Note: Linda Le was WINNER of France’s Feneon Prize in 1998.
“For twenty years King Lear had been watching the world spin without him. For twenty years he had not budged from the blue house where my cousins had left him. From his ruined palace, he had witnessed the exodus of the runaways, the year when Saigon had changed hands. And now he saw the return of the saprophytes, and King Lear snickered by his window.”
Vietamese-born Linda Le, one of France’s most popular authors, moved to Paris in 1997 when she was fourteen, accompanying her mother, grandmother, and three sisters soon after the fall of Saigon. In this energetic, sometimes raucous, and always surprising novel, Le describes the lives of three other young Vietnamese women who are also living in France—now totally assimilated after twenty years of living there. Two sisters, known as Elder Cousin, or Potbelly, who is pregnant, and her younger sister, Long Legs, a “cutie” who is living with someone she hopes is a ticket to wealth, have decided to invite their estranged father, King Lear, to come from Saigon to Paris for a three-week visit. Potbelly will pay for the trip, since she is married to a wealthy French “Hardware Man” in the “nutsandbolts business” who will be away during the visit; Long Legs has no money, spending her small salary on clothes, makeup, and trinkets. The third member of the Three Fates, Southpaw, referred to at one point at Albatrocious, is their cousin, a young woman who has lost a hand.
The sisters have few expectations regarding their reunion with King Lear, and Long Legs does not even remember the language, but they do plan to impress him with their financial and social success in France and show him how “French” they are. They were kidnapped from King Lear by their wealthy grandmother, Lady Jackal, who informed her penniless son-in-law of their departure for France through a photograph of their leave-taking which the photographer delivered to him after the boat sailed. Left behind in Saigon, King Lear has observed the changes in the country for the past twenty years, accompanied not by any family members but by The Wheezer, a priest who was tortured, his vocal cords and tendons cut by the communists, and who no longer celebrates the Mass, referring now to the Butcher on High and the Great Deaf-Mute in the Sky. He hangs around King Lear hoping for a meal of his favorite fried eel.
The story, such as it is, is told primarily through Southpaw, but it switches, without warning, to other characters, sometimes in succeeding sentences. Since the author has chosen not to include any paragraphing (which leads to many pages of gray, margin-to-margin text), the reader has few visual clues regarding shifts in voice and changes in speakers, a challenge for the reader who must depend on context clues.
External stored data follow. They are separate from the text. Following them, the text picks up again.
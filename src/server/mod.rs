use crate::config::{Config, NotificationConfig};
use crate::library::InMemoryCatalog;
use crate::notifications::{Dispatcher, NtfyClient};
use anyhow::{Context, Result};
use axum::{
    http::{header, Method, StatusCode},
    middleware,
    response::IntoResponse,
    routing::get,
    Router,
};
use parking_lot::RwLock;
use std::net::SocketAddr;
use std::path::PathBuf;
use std::sync::Arc;
use tokio::runtime::Handle;
use tokio::signal;
use tower_http::{
    cors::{Any, CorsLayer},
    trace::TraceLayer,
};

pub mod auth;
pub mod routes_api;
pub mod routes_config;
pub mod routes_notify;
pub mod routes_webhook;

/// Shared application context
#[derive(Clone)]
pub struct AppContext {
    pub config: Arc<Config>,
    /// Path to config file (for persistence)
    pub config_path: Option<PathBuf>,
    /// Live notification settings (can be edited via API)
    pub notifications: Arc<RwLock<NotificationConfig>>,
    pub catalog: Arc<InMemoryCatalog>,
    pub client: NtfyClient,
    pub dispatcher: Dispatcher,
}

impl AppContext {
    /// Build the context. Deliveries are spawned on `runtime`.
    pub fn new(
        config: Config,
        config_path: Option<PathBuf>,
        catalog: InMemoryCatalog,
        runtime: Handle,
    ) -> Self {
        let client = NtfyClient::new();
        Self {
            notifications: Arc::new(RwLock::new(config.notifications.clone())),
            config: Arc::new(config),
            config_path,
            catalog: Arc::new(catalog),
            dispatcher: Dispatcher::new(client.clone(), runtime),
            client,
        }
    }

    /// Copy of the current notification settings.
    ///
    /// Each event works from its own snapshot so a concurrent edit never
    /// changes a message that is already being built.
    pub fn notification_snapshot(&self) -> NotificationConfig {
        self.notifications.read().clone()
    }
}

/// Create the Axum router with all routes
pub fn create_router(ctx: AppContext) -> Router {
    let cors = CorsLayer::new()
        .allow_origin(Any)
        .allow_methods([Method::GET, Method::POST, Method::PUT])
        .allow_headers([header::CONTENT_TYPE, header::AUTHORIZATION]);

    Router::new()
        // Health check
        .route("/health", get(health_check))
        // API routes (with optional auth)
        .nest("/api", api_routes(&ctx))
        // Host library events
        .nest("/webhook", routes_webhook::webhook_routes())
        .layer(cors)
        .layer(TraceLayer::new_for_http())
        .with_state(ctx)
}

fn api_routes(ctx: &AppContext) -> Router<AppContext> {
    let routes = routes_api::api_routes()
        .merge(routes_notify::notify_routes())
        .merge(routes_config::config_routes());

    if ctx.config.server.auth.enabled {
        routes.layer(middleware::from_fn_with_state(
            ctx.clone(),
            auth::api_auth_middleware,
        ))
    } else {
        routes
    }
}

async fn health_check() -> impl IntoResponse {
    StatusCode::OK
}

/// Start the HTTP server
pub async fn start_server(config: Config, config_path: Option<PathBuf>) -> Result<()> {
    let addr: SocketAddr = format!("{}:{}", config.server.host, config.server.port)
        .parse()
        .context("Invalid server address")?;

    let catalog = match config.library.items_file {
        Some(ref path) => InMemoryCatalog::load_json(path)
            .with_context(|| format!("Failed to load library items: {:?}", path))?,
        None => InMemoryCatalog::new(),
    };
    tracing::info!("Catalog seeded with {} items", catalog.len());

    let ctx = AppContext::new(config, config_path, catalog, Handle::current());
    let app = create_router(ctx);

    tracing::info!("Starting server on {}", addr);

    let listener = tokio::net::TcpListener::bind(addr).await?;

    axum::serve(listener, app)
        .with_graceful_shutdown(shutdown_signal())
        .await?;

    tracing::info!("Server shutdown complete");
    Ok(())
}

async fn shutdown_signal() {
    let ctrl_c = async {
        match signal::ctrl_c().await {
            Ok(()) => {}
            Err(e) => {
                tracing::error!("Failed to install Ctrl+C handler: {}", e);
                std::future::pending::<()>().await;
            }
        }
    };

    #[cfg(unix)]
    let terminate = async {
        match signal::unix::signal(signal::unix::SignalKind::terminate()) {
            Ok(mut sig) => {
                sig.recv().await;
            }
            Err(e) => {
                tracing::error!("Failed to install SIGTERM handler: {}", e);
                std::future::pending::<()>().await;
            }
        }
    };

    #[cfg(not(unix))]
    let terminate = std::future::pending::<()>();

    tokio::select! {
        _ = ctrl_c => {},
        _ = terminate => {},
    }

    tracing::info!("Shutdown signal received");
}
Despite this, the story is relatively easy to follow at the beginning of the novel. As the scenes become a bit more complex, and the author conveys dream sequences, memories, and imagined events, however, the novel begins to resemble a long, symbolic poem rather than a novel. Remarkably little symbolism relates to the Shakespearean play of King Lear, and that conceit is relatively undeveloped, the characters not really paralleling King Lear as Shakespeare has created him. But other symbols, of Bluebeard, dragons, witches who remove hands, soldiers, and even of a shrimp which is about to be fried take their place. The fairly straightforward narrative of the early part of the novel becomes much more “internalized” by the author, and the voices of the speaker(s) become more dream-like and nightmarish as a fever of words and images is disgorged for the reader to interpret.
Many great scenes will stick in the reader’s mind, especially as King Lear remembers the reunification of Vietnam and the departure of the American soldiers, but among the most memorable are those which connect to the characters with whom the reader can really identify. When Elder Cousin (Potbelly) gets married, for example, she sends the lonely King Lear photographs from the wedding, but he cannot bear to open them, leaving them in their envelope for days until he can get dressed in his “swanky suit,” more appropriate for the occasion, when he finally opens them. That one scene does more to convey emotion than almost any other scene in the novel, and it is among the most “honest” scenes in the book.
Sometimes the novel feels like an aria being sung to an audience in an operatic language the reader does not understand, but just as often it feels like a poem being read to a sympathetic audience of people who can identify with the feelings, if not the events. The artificiality of the construction and the arch, even academic, attitudes—including a large amount of mockery of people and their points of view (which I, personally, found offensive)—may add to the “humor” of the narrative, but it is a cynical, sometimes snide humor which ignores one of the primary functions of fiction—to communicate, instead of standing apart and making not always sympathetic observations about the efforts of others to deal with the life that fate has handed them. The descriptions and the musicality of the language are superb, but sometimes I felt as if I were being involved in a literary free-for-all when what I wanted was to understand the feelings of the characters who were facing very real and difficult problems.